Rumors emerged again this week that China may be purchasing more of America's limited corn supply. On Friday morning, the USDA announced a surprise sale of 1.25 million metric tons of corn, the sixth-largest sale on record. Although the buyer of the $350 million worth of corn is unknown, many market participants believe the grain will be headed to China, the world's second-largest consumer of corn.
The USDA is currently projecting that there will be only 675 million bushels of corn left in the United States before the next harvest this fall. This figure amounts to approximately 18 days' use, which is a historically tight supply in the U.S. grain market. If demand from China or other countries increases and further reduces U.S. corn supplies, some analysts believe that corn prices could push much higher.

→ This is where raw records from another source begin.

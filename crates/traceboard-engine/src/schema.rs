use chrono::{DateTime, NaiveDateTime, TimeZone, Utc};
use serde_json::{Map, Value};
use traceboard_types::{EventKind, LogEvent};

const TIMESTAMP_KEYS: &[&str] = &["timestamp", "ts", "time"];
const KIND_KEYS: &[&str] = &["kind", "type", "event"];
const SESSION_KEYS: &[&str] = &["session_id", "sessionId", "id"];

/// Raw view of one log line.
///
/// The log format is only loosely specified and recorders disagree on field
/// names, so extraction is by alias list rather than a fixed schema: the
/// first matching key wins, and whatever is not claimed lands in `payload`
/// and is preserved opaquely.
#[derive(Debug, Clone)]
pub(crate) struct RawRecord {
    pub timestamp: Option<Value>,
    pub kind: Option<String>,
    pub session_id: Option<String>,
    pub payload: Map<String, Value>,
}

impl RawRecord {
    /// Parse one line. `None` means the line is not a JSON object at all.
    pub fn from_line(line: &str) -> Option<Self> {
        let mut map: Map<String, Value> = serde_json::from_str(line).ok()?;

        let timestamp = take_first(&mut map, TIMESTAMP_KEYS);
        let kind = take_first(&mut map, KIND_KEYS).and_then(|v| match v {
            Value::String(s) => Some(s),
            _ => None,
        });
        let session_id = take_first(&mut map, SESSION_KEYS).and_then(|v| match v {
            Value::String(s) => Some(s),
            _ => None,
        });

        Some(Self { timestamp, kind, session_id, payload: map })
    }

    /// Normalize into a `LogEvent`.
    ///
    /// Timestamp and kind are the only required fields; a record missing
    /// either is a parse error (returns `None`). An unrecognized kind string
    /// still normalizes, as `EventKind::Other`.
    pub fn normalize(self) -> Option<LogEvent> {
        let timestamp = parse_timestamp(self.timestamp.as_ref()?)?;
        let kind = EventKind::parse(self.kind.as_deref()?);

        Some(LogEvent {
            timestamp,
            kind,
            session_id: self.session_id,
            payload: self.payload,
        })
    }
}

/// Remove and return the first present key from the alias list.
fn take_first(map: &mut Map<String, Value>, keys: &[&str]) -> Option<Value> {
    for key in keys {
        if let Some(value) = map.remove(*key) {
            return Some(value);
        }
    }
    None
}

/// Parse a raw timestamp value: epoch seconds (integer or fractional) or an
/// RFC 3339 / ISO-8601 string. Naive strings are taken as UTC.
pub(crate) fn parse_timestamp(value: &Value) -> Option<DateTime<Utc>> {
    match value {
        Value::Number(n) => {
            let seconds = n.as_f64()?;
            if !seconds.is_finite() {
                return None;
            }
            let millis = (seconds * 1000.0).round();
            if millis.abs() > i64::MAX as f64 {
                return None;
            }
            Utc.timestamp_millis_opt(millis as i64).single()
        }
        Value::String(s) => parse_timestamp_str(s),
        _ => None,
    }
}

fn parse_timestamp_str(raw: &str) -> Option<DateTime<Utc>> {
    let raw = raw.trim();
    if raw.is_empty() {
        return None;
    }

    if let Ok(dt) = DateTime::parse_from_rfc3339(raw) {
        return Some(dt.with_timezone(&Utc));
    }

    // Naive ISO-8601 variants (Python's isoformat omits the offset)
    for format in ["%Y-%m-%dT%H:%M:%S%.f", "%Y-%m-%d %H:%M:%S%.f"] {
        if let Ok(naive) = NaiveDateTime::parse_from_str(raw, format) {
            return Some(naive.and_utc());
        }
    }
    if let Ok(date) = chrono::NaiveDate::parse_from_str(raw, "%Y-%m-%d") {
        return Some(date.and_hms_opt(0, 0, 0)?.and_utc());
    }

    None
}
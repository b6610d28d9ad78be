use rust_xlsxwriter::{Chart, ChartType, Formula, Workbook, Worksheet, XlsxError};
use std::path::Path;
use traceboard_engine::merge_summaries;
use traceboard_types::{Error, MetricsSummary, Result};

use crate::grid::Cell;
use crate::sheets::{ChartKind, ChartSpec, SheetDef, compose_sheets};
use crate::style::{header_format, percent_format, title_format};

/// Options controlling workbook composition.
#[derive(Debug, Clone)]
pub struct DashboardOptions {
    /// Banner title on the overview sheet.
    pub title: String,
    /// Optional subset of sheet names to render (case-insensitive). `None`
    /// renders the full fixed set.
    pub sheets: Option<Vec<String>>,
}

impl Default for DashboardOptions {
    fn default() -> Self {
        Self {
            title: "Session Analysis Dashboard".to_string(),
            sheets: None,
        }
    }
}

/// What a build produced: the sheets written and any per-sheet failures.
#[derive(Debug, Clone, Default)]
pub struct BuildOutcome {
    pub sheets_written: Vec<String>,
    pub warnings: Vec<String>,
}

/// Merge the given summaries and write one workbook to `path`.
///
/// Sheets render independently: a sheet that fails is reported in the
/// outcome's warnings and the rest still render. Zero summaries and an
/// unwritable destination are the only fatal cases.
pub fn build_workbook(
    summaries: Vec<MetricsSummary>,
    path: &Path,
    options: &DashboardOptions,
) -> Result<BuildOutcome> {
    let summary = merge_summaries(summaries)?;

    let mut workbook = Workbook::new();
    let mut outcome = BuildOutcome::default();

    for def in compose_sheets(&summary, &options.title) {
        if !sheet_selected(&def, options) {
            continue;
        }
        match render_sheet(&def) {
            Ok(worksheet) => {
                workbook.push_worksheet(worksheet);
                // Defined names only for sheets that actually exist, so no
                // name can dangle into a skipped sheet.
                for range in &def.names {
                    if let Err(e) = workbook.define_name(range.name.as_str(), range.formula().as_str()) {
                        outcome
                            .warnings
                            .push(format!("defined name '{}' skipped: {}", range.name, e));
                    }
                }
                outcome.sheets_written.push(def.grid.name.clone());
            }
            Err(e) => {
                outcome
                    .warnings
                    .push(format!("sheet '{}' skipped: {}", def.grid.name, e));
            }
        }
    }

    workbook
        .save(path)
        .map_err(|e| Error::output(path, e.to_string()))?;

    Ok(outcome)
}

fn sheet_selected(def: &SheetDef, options: &DashboardOptions) -> bool {
    match &options.sheets {
        None => true,
        Some(selected) => selected
            .iter()
            .any(|name| name.eq_ignore_ascii_case(&def.grid.name)),
    }
}

fn render_sheet(def: &SheetDef) -> std::result::Result<Worksheet, XlsxError> {
    let grid = &def.grid;
    let mut worksheet = Worksheet::new();
    worksheet.set_name(grid.name.as_str())?;

    let header_fmt = header_format();
    let percent_fmt = percent_format();

    if let Some(title) = &grid.title {
        let last_col = grid.header.len().saturating_sub(1) as u16;
        worksheet.merge_range(0, 0, 0, last_col, title.as_str(), &title_format())?;
    }

    for (col, heading) in grid.header.iter().enumerate() {
        worksheet.write_string_with_format(
            grid.header_row(),
            col as u16,
            heading.as_str(),
            &header_fmt,
        )?;
    }

    for (i, row) in grid.rows.iter().enumerate() {
        let sheet_row = grid.data_start_row() + i as u32;
        for (col, cell) in row.iter().enumerate() {
            let col = col as u16;
            match cell {
                Cell::Text(text) => {
                    worksheet.write_string(sheet_row, col, text.as_str())?;
                }
                Cell::Number(value) => {
                    worksheet.write_number(sheet_row, col, *value)?;
                }
                Cell::Formula(formula) => {
                    if grid.percent_columns.contains(&col) {
                        worksheet.write_formula_with_format(
                            sheet_row,
                            col,
                            Formula::new(formula.as_str()),
                            &percent_fmt,
                        )?;
                    } else {
                        worksheet.write_formula(sheet_row, col, Formula::new(formula.as_str()))?;
                    }
                }
                Cell::Empty => {}
            }
        }
    }

    for (col, width) in grid.column_widths.iter().enumerate() {
        worksheet.set_column_width(col as u16, *width)?;
    }

    if grid.freeze_header {
        worksheet.set_freeze_panes(grid.data_start_row(), 0)?;
    }

    for spec in &def.charts {
        let chart = build_chart(spec);
        worksheet.insert_chart(spec.insert_at.0, spec.insert_at.1, &chart)?;
    }

    Ok(worksheet)
}

fn build_chart(spec: &ChartSpec) -> Chart {
    let chart_type = match spec.kind {
        ChartKind::Column => ChartType::Column,
        ChartKind::Pie => ChartType::Pie,
        ChartKind::Line => ChartType::Line,
    };

    let mut chart = Chart::new(chart_type);
    chart
        .add_series()
        .set_categories(&spec.categories.chart_range())
        .set_values(&spec.values.chart_range())
        .set_name(spec.title.as_str());
    chart.title().set_name(spec.title.as_str());

    if let Some(name) = &spec.x_axis {
        chart.x_axis().set_name(name.as_str());
    }
    if let Some(name) = &spec.y_axis {
        chart.y_axis().set_name(name.as_str());
    }

    chart
}
use chrono::{DateTime, Utc};
use std::collections::HashMap;
use traceboard_types::{
    AgentInvocation, ErrorRecord, EventKind, LogEvent, ProviderObservation, SessionRecord,
    SessionSource, ToolInvocation,
};

use crate::reader::ParsedLog;

const AGENT_KEYS: &[&str] = &["agent", "agent_name", "name"];
const TOOL_KEYS: &[&str] = &["tool", "tool_name", "name"];
const LATENCY_KEYS: &[&str] = &["latency_ms", "duration_ms", "latency"];
const ERROR_TYPE_KEYS: &[&str] = &["error_type", "errorType", "error_kind"];
const ERROR_MESSAGE_KEYS: &[&str] = &["message", "error", "detail"];

/// Group a file's events into finalized session records.
///
/// Events carrying an explicit session id group under it; the rest fall back
/// to the file-identity id. Arrival order is ground truth inside a session:
/// nothing is resorted, but endpoint derivation uses min/max observed
/// timestamps so out-of-order logs still get a correct duration.
pub fn assemble_sessions(log: &ParsedLog) -> Vec<SessionRecord> {
    let fallback_id = log.fallback_session_id();
    let source = SessionSource {
        path: log.path.display().to_string(),
        fingerprint: log.fingerprint.clone(),
    };

    let mut order: Vec<String> = Vec::new();
    let mut groups: HashMap<String, Vec<&LogEvent>> = HashMap::new();

    for event in &log.events {
        let key = event
            .session_id
            .clone()
            .unwrap_or_else(|| fallback_id.clone());
        let group = groups.entry(key.clone()).or_insert_with(|| {
            order.push(key);
            Vec::new()
        });
        group.push(event);
    }

    order
        .into_iter()
        .map(|session_id| {
            let events = groups.remove(&session_id).unwrap_or_default();
            finalize_session(session_id, &events, source.clone())
        })
        .collect()
}

fn finalize_session(
    session_id: String,
    events: &[&LogEvent],
    source: SessionSource,
) -> SessionRecord {
    let mut min_ts: Option<DateTime<Utc>> = None;
    let mut max_ts: Option<DateTime<Utc>> = None;
    let mut explicit_start: Option<DateTime<Utc>> = None;
    let mut explicit_end: Option<DateTime<Utc>> = None;

    let mut turns_observed = 0u64;
    let mut turns_declared = 0u64;

    let mut agent_invocations = Vec::new();
    let mut tool_calls = Vec::new();
    let mut providers: Vec<ProviderObservation> = Vec::new();
    let mut errors = Vec::new();

    for &event in events {
        let ts = event.timestamp;
        min_ts = Some(min_ts.map_or(ts, |m| m.min(ts)));
        max_ts = Some(max_ts.map_or(ts, |m| m.max(ts)));

        match event.kind {
            EventKind::SessionStart => {
                explicit_start = Some(explicit_start.map_or(ts, |s| s.min(ts)));
            }
            EventKind::SessionEnd => {
                explicit_end = Some(explicit_end.map_or(ts, |e| e.max(ts)));
            }
            EventKind::Turn => turns_observed += 1,
            EventKind::AgentInvocation => {
                agent_invocations.push(AgentInvocation {
                    timestamp: ts,
                    agent: name_or_unknown(event, AGENT_KEYS),
                    latency_ms: event.payload_f64(LATENCY_KEYS),
                });
            }
            EventKind::ToolCall => {
                tool_calls.push(ToolInvocation {
                    timestamp: ts,
                    tool: name_or_unknown(event, TOOL_KEYS),
                    latency_ms: event.payload_f64(LATENCY_KEYS),
                });
            }
            _ => {}
        }

        if let Some(declared) = event.payload_f64(&["turn_count", "turns"]) {
            if declared.is_finite() && declared >= 0.0 {
                turns_declared = turns_declared.max(declared as u64);
            }
        }

        observe_provider(&mut providers, event);

        if event.kind == EventKind::Error || event.payload_indicates_failure() {
            errors.push(ErrorRecord {
                timestamp: Some(ts),
                error_type: event
                    .payload_str(ERROR_TYPE_KEYS)
                    .unwrap_or("unknown")
                    .to_string(),
                message: event.payload_str(ERROR_MESSAGE_KEYS).map(str::to_string),
            });
        }
    }

    let start_time = explicit_start.or(min_ts);
    let end_time = explicit_end.or(max_ts);

    // Inverted endpoints are malformed input: duration stays unknown rather
    // than clamped or negative.
    let duration_seconds = match (start_time, end_time) {
        (Some(start), Some(end)) if end >= start => {
            Some((end - start).num_milliseconds() as f64 / 1000.0)
        }
        _ => None,
    };

    SessionRecord {
        session_id,
        source,
        start_time,
        end_time,
        duration_seconds,
        turn_count: turns_observed.max(turns_declared),
        event_count: events.len() as u64,
        agent_invocations,
        tool_calls,
        providers,
        errors,
    }
}

fn name_or_unknown(event: &LogEvent, keys: &[&str]) -> String {
    event.payload_str(keys).unwrap_or("unknown").to_string()
}

/// Record a provider/model observation, deduplicated in first-seen order.
/// Provider-call events always record; other kinds only when they carry an
/// explicit `provider` field.
fn observe_provider(providers: &mut Vec<ProviderObservation>, event: &LogEvent) {
    let provider_field = event.payload_str(&["provider"]);
    if event.kind != EventKind::ProviderCall && provider_field.is_none() {
        return;
    }

    let observation = ProviderObservation {
        provider: provider_field.unwrap_or("unknown").to_string(),
        model: event.payload_str(&["model"]).map(str::to_string),
    };
    if !providers.contains(&observation) {
        providers.push(observation);
    }
}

As farmers prepare to plant their next crop of corn and soybeans across the Midwest, many are worried about recent snowfall in Northern states like Minnesota and the Dakotas. When this snow melts, it could increase flood risks in states downstream, especially Iowa and Illinois, the top two corn-producing states. Flooding can delay or even prevent corn planting and can wash away valuable fertilizers that farmers have already spread on their fields.
As of midday Friday, corn for May delivery was trading at $6.98 per bushel, up 15 cents (+2.1%) on the week.
Natural gas prices continued to float higher this week, reaching $4.39 per million BTUs on Thursday morning. The natural gas market has been lifted in the last two weeks by strong heating demand in Northern states and increasing focus on natural gas as an alternative to other energy sources like petroleum and nuclear power. Although natural gas supplies are still relatively large in the United States, there have been signs of increasing use that could cut into the once-record supplies. As of midday Friday, April natural gas was trading near $4.30, up 11 cents (+2.6%) this week.
Gold hot, silver white hot
Silver and gold pushed into 30-year highs this week. Anxiety over NATO intervention in Libya, a plunging US Dollar, and concerns that that prolonged Federal Reserve stimulus measures will result in unanticipated inflation fueled this week's rally.
Silver prices have exploded $10 per ounce, or 38% in the last 2 months alone. Gold prices have risen more slowly, increasing by $115 per ounce, or 9% since February. Silver, often viewed as "poor man's gold", has enjoyed both its reputation as a hedge against inflation and its role as a raw material crucial to production of a wide range of products including electrical contacts, batteries, mirrors, and circuits. On Friday, May silver futures were trading at $37 per ounce and April gold was near $1430 per ounce.
Opinions are solely the writer's. Alex Breitinger is commodities broker with Breitinger & Sons LLC, a commodity futures brokerage firm in Valparaiso, IN. He can be reached at (800) 411-3888 or indianafutures.com. This is not a solicitation of any order to buy or sell any market.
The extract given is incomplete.